The Kuala Lumpur Mini-Bus Service or Bas Mini was one of the oldest and popular Malaysian public bus service, having served in Kuala Lumpur and the Klang Valley region. The buses were primarily painted pink with a white stripe on the sides, and had a capacity of 20-30 passengers, due to its smaller size. The bus operated on a commission basis, with service operators being paid according to the fare they collected.

The mini-bus service was discontinued from 1 July 1998 onwards, to be replaced by the Intrakota bus service and later, RapidKL buses in 2005.

==Brief history==

The mini bus started operating on 23 September 1975 under the Ministry of Transportation. At that time, the mini bus operated on various routes according to their individual colours (blue-white, yellow-white, red-white, purple-white and dark green-white). The mini bus was responsible for servicing nearly sixty different routes. Three major companies (Syarikat Kerjasama Pengaman (M) Bhd, Bas Mini Wilayah and Konsortium Pengusaha Bas Mini Sdn Bhd) monopolized the various bus routes while smaller operators were allowed to service certain areas only.

In 1975, when the mini bus was introduced as a service, the bus-fare was just 40 sen. Later in 1991, the fare was increased to 50 sen while two years after, the fare was again adjusted to 60 sen. The mini bus did not have any fixed time-table. Instead, the service operated on a commission basis whereby the operators were paid according to the number of trips and fare collection they could raise in one day. Sometimes, in order to outdo a competitor, a driver would detour from the designated route much to the annoyance of the passengers.

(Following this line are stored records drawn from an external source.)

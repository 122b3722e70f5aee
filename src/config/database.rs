//! Configuración de base de datos
//!
//! Este módulo construye el pool de conexiones SQLite con SQLx. Las
//! claves foráneas se activan en cada conexión.

use std::str::FromStr;
use std::time::Duration;

use sqlx::sqlite::{SqliteConnectOptions, SqlitePool, SqlitePoolOptions};

use super::environment::EnvironmentConfig;

/// Configuración de la base de datos
#[derive(Debug, Clone)]
pub struct DatabaseConfig {
    pub url: String,
    pub max_connections: u32,
    pub min_connections: u32,
    pub acquire_timeout: Duration,
    pub idle_timeout: Duration,
    pub max_lifetime: Duration,
}

impl From<&EnvironmentConfig> for DatabaseConfig {
    fn from(config: &EnvironmentConfig) -> Self {
        Self {
            url: config.database_url.clone(),
            max_connections: config.database_max_connections.max(1),
            min_connections: 1,
            acquire_timeout: Duration::from_secs(30),
            idle_timeout: Duration::from_secs(300),
            max_lifetime: Duration::from_secs(3600),
        }
    }
}

impl DatabaseConfig {
    fn connect_options(&self) -> Result<SqliteConnectOptions, sqlx::Error> {
        Ok(SqliteConnectOptions::from_str(&self.url)?.foreign_keys(true))
    }

    /// Crear un nuevo pool de conexiones
    pub async fn create_pool(&self) -> Result<SqlitePool, sqlx::Error> {
        SqlitePoolOptions::new()
            .max_connections(self.max_connections)
            .min_connections(self.min_connections)
            .acquire_timeout(self.acquire_timeout)
            .idle_timeout(self.idle_timeout)
            .max_lifetime(self.max_lifetime)
            .connect_with(self.connect_options()?)
            .await
    }

    /// Crear un pool en memoria para testing.
    ///
    /// Una sola conexión que nunca se recicla: cada conexión a
    /// `sqlite::memory:` abre una base distinta.
    pub async fn create_test_pool() -> Result<SqlitePool, sqlx::Error> {
        let options = SqliteConnectOptions::from_str("sqlite::memory:")?.foreign_keys(true);
        SqlitePoolOptions::new()
            .max_connections(1)
            .min_connections(1)
            .idle_timeout(None)
            .max_lifetime(None)
            .connect_with(options)
            .await
    }
}

/// Enmascarar credenciales de la URL de la base de datos para los logs
pub fn mask_database_url(url: &str) -> String {
    match (url.find("://"), url.find('@')) {
        (Some(scheme_end), Some(at_pos)) if at_pos > scheme_end => {
            format!("{}***:***@{}", &url[..scheme_end + 3], &url[at_pos + 1..])
        }
        _ => url.to_string(),
    }
}
//! Almacén de credenciales
//!
//! El servicio de autenticación solo conoce el trait [`CredentialStore`].
//! Hay dos implementaciones, elegidas al arrancar:
//! - [`VendorRepository`]: tabla `vendors` en la base de datos
//! - [`InMemoryCredentialStore`]: conjunto fijo sembrado en el arranque

use std::collections::HashMap;

use async_trait::async_trait;
use chrono::Utc;
use tokio::sync::RwLock;

use crate::config::environment::EnvironmentConfig;
use crate::models::vendor::{Vendor, VendorRole};
use crate::repositories::vendor_repository::VendorRepository;
use crate::services::password::PasswordHasher;
use crate::utils::errors::AppError;

#[async_trait]
pub trait CredentialStore: Send + Sync {
    async fn find_by_username(&self, username: &str) -> Result<Option<Vendor>, AppError>;

    async fn find_by_id(&self, id: i64) -> Result<Option<Vendor>, AppError>;

    /// Única mutación permitida sobre un vendedor. `false` si no existe.
    async fn set_active(&self, username: &str, active: bool) -> Result<bool, AppError>;
}

#[async_trait]
impl CredentialStore for VendorRepository {
    async fn find_by_username(&self, username: &str) -> Result<Option<Vendor>, AppError> {
        VendorRepository::find_by_username(self, username).await
    }

    async fn find_by_id(&self, id: i64) -> Result<Option<Vendor>, AppError> {
        VendorRepository::find_by_id(self, id).await
    }

    async fn set_active(&self, username: &str, active: bool) -> Result<bool, AppError> {
        VendorRepository::set_active(self, username, active).await
    }
}

/// Vendedores en memoria, indexados por username
pub struct InMemoryCredentialStore {
    vendors: RwLock<HashMap<String, Vendor>>,
}

impl InMemoryCredentialStore {
    pub fn new(vendors: Vec<Vendor>) -> Self {
        let vendors = vendors
            .into_iter()
            .map(|v| (v.username.clone(), v))
            .collect();

        Self {
            vendors: RwLock::new(vendors),
        }
    }

    /// Almacén con la cuenta por defecto configurada (rol admin)
    pub fn with_default_admin(config: &EnvironmentConfig, hasher: &PasswordHasher) -> Result<Self, AppError> {
        let admin = Vendor {
            id: 1,
            username: config.default_username.clone(),
            password_hash: hasher.hash(&config.default_password)?,
            full_name: "Administrador".to_string(),
            email: Some("admin@automotrizjj.com".to_string()),
            role: VendorRole::Admin,
            vendor_code: "ADM001".to_string(),
            branch: "LIMA".to_string(),
            is_active: true,
            created_at: Utc::now(),
        };

        Ok(Self::new(vec![admin]))
    }
}

#[async_trait]
impl CredentialStore for InMemoryCredentialStore {
    async fn find_by_username(&self, username: &str) -> Result<Option<Vendor>, AppError> {
        Ok(self.vendors.read().await.get(username).cloned())
    }

    async fn find_by_id(&self, id: i64) -> Result<Option<Vendor>, AppError> {
        Ok(self
            .vendors
            .read()
            .await
            .values()
            .find(|v| v.id == id)
            .cloned())
    }

    async fn set_active(&self, username: &str, active: bool) -> Result<bool, AppError> {
        match self.vendors.write().await.get_mut(username) {
            Some(vendor) => {
                vendor.is_active = active;
                Ok(true)
            }
            None => Ok(false),
        }
    }
}

#[cfg(test)]
mod tests {
    use super::*;

    #[tokio::test]
    async fn test_default_admin_is_seeded() {
        let config = EnvironmentConfig::default();
        let hasher = PasswordHasher::new(4);
        let store = InMemoryCredentialStore::with_default_admin(&config, &hasher).unwrap();

        let admin = store.find_by_username("admin").await.unwrap().unwrap();
        assert_eq!(admin.role, VendorRole::Admin);
        assert!(admin.is_active);
        assert!(hasher.verify("admin123", &admin.password_hash).unwrap());
        assert_ne!(admin.password_hash, "admin123");

        assert!(store.find_by_id(1).await.unwrap().is_some());
        assert!(store.find_by_username("nobody").await.unwrap().is_none());
    }

    #[tokio::test]
    async fn test_set_active_toggles_flag() {
        let config = EnvironmentConfig::default();
        let store = InMemoryCredentialStore::with_default_admin(&config, &PasswordHasher::new(4)).unwrap();

        assert!(store.set_active("admin", false).await.unwrap());
        assert!(!store.find_by_username("admin").await.unwrap().unwrap().is_active);
        assert!(!store.set_active("ghost", false).await.unwrap());
    }
}
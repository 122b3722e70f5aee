//! Conexión a SQLite
//!
//! Crea el pool, aplica el schema y, si se pidió, siembra los datos
//! iniciales.

use sqlx::SqlitePool;

use crate::config::database::{mask_database_url, DatabaseConfig};
use crate::config::environment::EnvironmentConfig;
use crate::services::password::PasswordHasher;
use crate::utils::errors::AppError;

use super::{schema, seed};

pub struct DatabaseConnection {
    pool: SqlitePool,
}

impl DatabaseConnection {
    /// Conectar y preparar la base de datos según la configuración
    pub async fn connect(config: &EnvironmentConfig, hasher: &PasswordHasher) -> Result<Self, AppError> {
        let db_config = DatabaseConfig::from(config);
        tracing::info!("🗄️ Conectando a {}", mask_database_url(&db_config.url));

        let pool = db_config.create_pool().await?;
        Self::prepare(pool, config.seed_data, hasher).await
    }

    /// Aplicar schema (y seed) sobre un pool ya creado
    pub async fn prepare(pool: SqlitePool, seed_data: bool, hasher: &PasswordHasher) -> Result<Self, AppError> {
        schema::init_schema(&pool).await?;
        if seed_data {
            seed::seed_initial_data(&pool, hasher).await?;
        }
        Ok(Self { pool })
    }

    pub fn pool(&self) -> &SqlitePool {
        &self.pool
    }
}
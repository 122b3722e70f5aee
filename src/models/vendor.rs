//! Modelo de Vendor
//!
//! Cuentas del personal de ventas. Mapea a la tabla `vendors`.

use chrono::{DateTime, Utc};
use serde::{Deserialize, Serialize};
use sqlx::FromRow;

/// Rol del vendedor - se guarda como texto en minúsculas
#[derive(Debug, Clone, Copy, PartialEq, Eq, Serialize, Deserialize, sqlx::Type)]
#[sqlx(rename_all = "lowercase")]
#[serde(rename_all = "lowercase")]
pub enum VendorRole {
    Admin,
    Seller,
}

/// Vendor - mapea exactamente a la tabla vendors
///
/// `password_hash` nunca se serializa hacia afuera; usar [`VendorProfile`].
#[derive(Debug, Clone, FromRow)]
pub struct Vendor {
    pub id: i64,
    pub username: String,
    pub password_hash: String,
    pub full_name: String,
    pub email: Option<String>,
    pub role: VendorRole,
    pub vendor_code: String,
    pub branch: String,
    pub is_active: bool,
    pub created_at: DateTime<Utc>,
}

/// Datos para insertar un vendedor (solo seed / aprovisionamiento)
#[derive(Debug, Clone)]
pub struct NewVendor {
    pub username: String,
    pub password_hash: String,
    pub full_name: String,
    pub email: Option<String>,
    pub role: VendorRole,
    pub vendor_code: String,
    pub branch: String,
}

/// Perfil público del vendedor
#[derive(Debug, Clone, Serialize, Deserialize, PartialEq)]
pub struct VendorProfile {
    pub id: i64,
    pub username: String,
    pub full_name: String,
    pub email: Option<String>,
    pub role: VendorRole,
    pub vendor_code: String,
    pub branch: String,
    pub is_active: bool,
}

impl From<&Vendor> for VendorProfile {
    fn from(vendor: &Vendor) -> Self {
        Self {
            id: vendor.id,
            username: vendor.username.clone(),
            full_name: vendor.full_name.clone(),
            email: vendor.email.clone(),
            role: vendor.role,
            vendor_code: vendor.vendor_code.clone(),
            branch: vendor.branch.clone(),
            is_active: vendor.is_active,
        }
    }
}

impl From<Vendor> for VendorProfile {
    fn from(vendor: Vendor) -> Self {
        VendorProfile::from(&vendor)
    }
}
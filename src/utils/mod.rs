//! Utilidades del sistema
//!
//! Manejo de errores y validación compartidos por todas las capas.

pub mod errors;
pub mod validation;
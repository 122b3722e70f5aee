//! Modelo de PurchaseType
//!
//! Tabla de búsqueda normalizada (`Cash`, `Crédito`, ...).

use chrono::{DateTime, Utc};
use serde::{Deserialize, Serialize};
use sqlx::FromRow;

#[derive(Debug, Clone, Serialize, Deserialize, FromRow, PartialEq)]
pub struct PurchaseType {
    pub id: i64,
    pub name: String,
    pub description: Option<String>,
    pub created_at: DateTime<Utc>,
}
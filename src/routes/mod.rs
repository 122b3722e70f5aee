//! Routers de Axum
//!
//! Capa HTTP delgada sobre los servicios.

pub mod admin_routes;
pub mod auth_routes;
pub mod sales_routes;

use axum::{extract::State, routing::get, Json, Router};
use serde_json::{json, Value};
use tower_http::trace::TraceLayer;

use crate::middleware::cors::cors_layer;
use crate::state::AppState;

/// Crear el router principal de la aplicación
pub fn create_router(state: AppState) -> Router {
    Router::new()
        .route("/", get(root))
        .route("/health", get(health_check))
        .nest("/auth", auth_routes::create_auth_router(state.clone()))
        .nest("/ventas", sales_routes::create_sales_router(state.clone()))
        .nest("/admin", admin_routes::create_admin_router(state.clone()))
        .layer(cors_layer(&state.config))
        .layer(TraceLayer::new_for_http())
        .with_state(state)
}

async fn root(State(state): State<AppState>) -> Json<Value> {
    Json(json!({
        "message": format!("Bienvenido a la API de {}", state.config.app_name),
        "version": state.config.app_version,
        "status": "operational"
    }))
}

async fn health_check(State(state): State<AppState>) -> Json<Value> {
    Json(json!({
        "status": "healthy",
        "service": state.config.app_name,
        "version": state.config.app_version
    }))
}
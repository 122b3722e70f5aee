//! Services module
//!
//! Lógica de negocio: credenciales, tokens, autenticación y ventas.

pub mod auth_service;
pub mod credential_store;
pub mod jwt_service;
pub mod password;
pub mod sales_service;

pub use auth_service::AuthService;
pub use credential_store::{CredentialStore, InMemoryCredentialStore};
pub use jwt_service::{IssuedToken, JwtConfig, JwtService};
pub use password::PasswordHasher;
pub use sales_service::SalesService;
//! Schema SQLite
//!
//! Tablas:
//! - `vendors`: cuentas del personal de ventas
//! - `purchase_types`: tipos de compra (búsqueda normalizada)
//! - `vehicles`: catálogo de autos disponibles
//! - `sales`: registro de ventas, solo inserción

use sqlx::{Executor, SqlitePool};

/// DDL completo. Idempotente.
pub const SCHEMA: &str = r#"
CREATE TABLE IF NOT EXISTS vendors (
    id            INTEGER PRIMARY KEY AUTOINCREMENT,
    username      TEXT UNIQUE NOT NULL,
    password_hash TEXT NOT NULL,
    full_name     TEXT NOT NULL,
    email         TEXT,
    role          TEXT NOT NULL DEFAULT 'seller' CHECK (role IN ('admin', 'seller')),
    vendor_code   TEXT UNIQUE NOT NULL,
    branch        TEXT NOT NULL,
    is_active     INTEGER NOT NULL DEFAULT 1,
    created_at    TEXT NOT NULL DEFAULT CURRENT_TIMESTAMP
);

CREATE INDEX IF NOT EXISTS idx_vendors_username ON vendors(username);
CREATE INDEX IF NOT EXISTS idx_vendors_code ON vendors(vendor_code);
CREATE INDEX IF NOT EXISTS idx_vendors_branch ON vendors(branch);

CREATE TABLE IF NOT EXISTS purchase_types (
    id          INTEGER PRIMARY KEY AUTOINCREMENT,
    name        TEXT UNIQUE NOT NULL,
    description TEXT,
    created_at  TEXT NOT NULL DEFAULT CURRENT_TIMESTAMP
);

CREATE INDEX IF NOT EXISTS idx_purchase_types_name ON purchase_types(name);

CREATE TABLE IF NOT EXISTS vehicles (
    id              INTEGER PRIMARY KEY AUTOINCREMENT,
    make            TEXT NOT NULL,
    model           TEXT NOT NULL,
    year            INTEGER NOT NULL,
    reference_price REAL,
    stock           INTEGER NOT NULL DEFAULT 1 CHECK (stock >= 0),
    is_active       INTEGER NOT NULL DEFAULT 1,
    created_at      TEXT NOT NULL DEFAULT CURRENT_TIMESTAMP
);

CREATE INDEX IF NOT EXISTS idx_vehicles_make ON vehicles(make);
CREATE INDEX IF NOT EXISTS idx_vehicles_model ON vehicles(model);
CREATE INDEX IF NOT EXISTS idx_vehicles_year ON vehicles(year);
CREATE INDEX IF NOT EXISTS idx_vehicles_active ON vehicles(is_active);

CREATE TABLE IF NOT EXISTS sales (
    id               INTEGER PRIMARY KEY AUTOINCREMENT,
    sold_at          TEXT NOT NULL DEFAULT CURRENT_TIMESTAMP,
    vendor_id        INTEGER NOT NULL REFERENCES vendors(id) ON DELETE CASCADE,
    vehicle_id       INTEGER NOT NULL REFERENCES vehicles(id) ON DELETE CASCADE,
    purchase_type_id INTEGER NOT NULL REFERENCES purchase_types(id) ON DELETE CASCADE,
    amount_text      TEXT NOT NULL,
    buyer_name       TEXT NOT NULL,
    buyer_id         TEXT NOT NULL,
    buyer_contact    TEXT NOT NULL,
    branch           TEXT NOT NULL,
    vendor_name      TEXT NOT NULL,
    created_at       TEXT NOT NULL DEFAULT CURRENT_TIMESTAMP
);

CREATE INDEX IF NOT EXISTS idx_sales_sold_at ON sales(sold_at);
CREATE INDEX IF NOT EXISTS idx_sales_vendor ON sales(vendor_id);
CREATE INDEX IF NOT EXISTS idx_sales_vehicle ON sales(vehicle_id);
CREATE INDEX IF NOT EXISTS idx_sales_purchase_type ON sales(purchase_type_id);
CREATE INDEX IF NOT EXISTS idx_sales_buyer_id ON sales(buyer_id);
CREATE INDEX IF NOT EXISTS idx_sales_branch ON sales(branch);
"#;

/// Crear tablas e índices si no existen
pub async fn init_schema(pool: &SqlitePool) -> Result<(), sqlx::Error> {
    let mut tx = pool.begin().await?;
    (&mut *tx).execute(SCHEMA).await?;
    tx.commit().await?;

    tracing::info!("✅ Base de datos inicializada correctamente");
    Ok(())
}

In 1990, the then Deputy Minister of Transport, Datuk Paduka Rahmah Osman, standardized the colour of the mini bus to pink and white. On 1 July 1998, the services of the mini bus was terminated in the city of Kuala Lumpur.
Once a notorious mode of transport for the many commuters in Kuala Lumpur, the "Pink Lady" will always be remembered for its death-defying activities on public roads.